ACTIVITY
The response must restate all of the data word for word.

SOURCE RECORDS

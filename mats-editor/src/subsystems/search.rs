//! Technique search and match highlighting.

use mats_core::models::{Node, NodeId, Position};

use crate::editor::{Editor, EditorError};
use crate::view::ViewportCommand;

/// Case-insensitive substring match on the technique name.
pub fn name_matches(name: &str, query: &str) -> bool {
    let query = query.trim();
    !query.is_empty() && name.to_lowercase().contains(&query.to_lowercase())
}

impl Editor {
    /// Set the active query. Matches are highlighted and everything else is
    /// dimmed; an empty query restores full opacity.
    pub fn set_search(&mut self, query: &str) {
        self.search = query.to_string();
        self.rebuild();
    }

    pub fn clear_search(&mut self) {
        self.set_search("");
    }

    pub fn search_query(&self) -> &str {
        &self.search
    }

    /// Every node of the active graph matching the query, in backend order.
    pub(crate) fn matching_nodes(&self) -> impl Iterator<Item = &Node> {
        let query = self.search.clone();
        self.graph_nodes()
            .filter(move |n| name_matches(&n.name, &query))
    }

    /// The result list shown to the user, capped at the configured limit.
    pub fn search_results(&self) -> Vec<&Node> {
        self.matching_nodes().take(self.config.search_limit).collect()
    }

    /// Centre the viewport on a result and open its technique panel.
    pub async fn focus_result(&mut self, node: NodeId) -> Result<ViewportCommand, EditorError> {
        if !self.node_in_active_graph(node) {
            return Err(EditorError::UnknownNode(node));
        }
        let position = self
            .positions
            .get(&node)
            .copied()
            .unwrap_or(Position::new(0.0, 0.0));

        let command = ViewportCommand::CenterOn {
            x: position.x,
            y: position.y,
            zoom: self.config.focus_zoom,
            duration_ms: self.config.focus_duration_ms,
        };
        self.viewport = Some(command);
        self.open_technique(node).await?;
        Ok(command)
    }
}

WRITTEN RESPONSE
filename mats-editor/src/subsystems/search.rs
//! Technique search and match highlighting.

use mats_core::models::{Node, NodeId, Position};

use crate::editor::{Editor, EditorError};
use crate::view::ViewportCommand;

/// Case-insensitive substring match on the technique name.
pub fn name_matches(name: &str, query: &str) -> bool {
    let query = query.trim();
    !query.is_empty() && name.to_lowercase().contains(&query.to_lowercase())
}

impl Editor {
    /// Set the active query. Matches are highlighted and everything else is
    /// dimmed; an empty query restores full opacity.
    pub fn set_search(&mut self, query: &str) {
        self.search = query.to_string();
        self.rebuild();
    }

    pub fn clear_search(&mut self) {
        self.set_search("");
    }

    pub fn search_query(&self) -> &str {
        &self.search
    }

    /// Every node of the active graph matching the query, in backend order.
    pub(crate) fn matching_nodes(&self) -> impl Iterator<Item = &Node> {
        let query = self.search.clone();
        self.graph_nodes()
            .filter(move |n| name_matches(&n.name, &query))
    }

    /// The result list shown to the user, capped at the configured limit.
    pub fn search_results(&self) -> Vec<&Node> {
        self.matching_nodes().take(self.config.search_limit).collect()
    }

    /// Centre the viewport on a result and open its technique panel.
    pub async fn focus_result(&mut self, node: NodeId) -> Result<ViewportCommand, EditorError> {
        if !self.node_in_active_graph(node) {
            return Err(EditorError::UnknownNode(node));
        }
        let position = self
            .positions
            .get(&node)
            .copied()
            .unwrap_or(Position::new(0.0, 0.0));

        let command = ViewportCommand::CenterOn {
            x: position.x,
            y: position.y,
            zoom: self.config.focus_zoom,
            duration_ms: self.config.focus_duration_ms,
        };
        self.viewport = Some(command);
        self.open_technique(node).await?;
        Ok(command)
    }
}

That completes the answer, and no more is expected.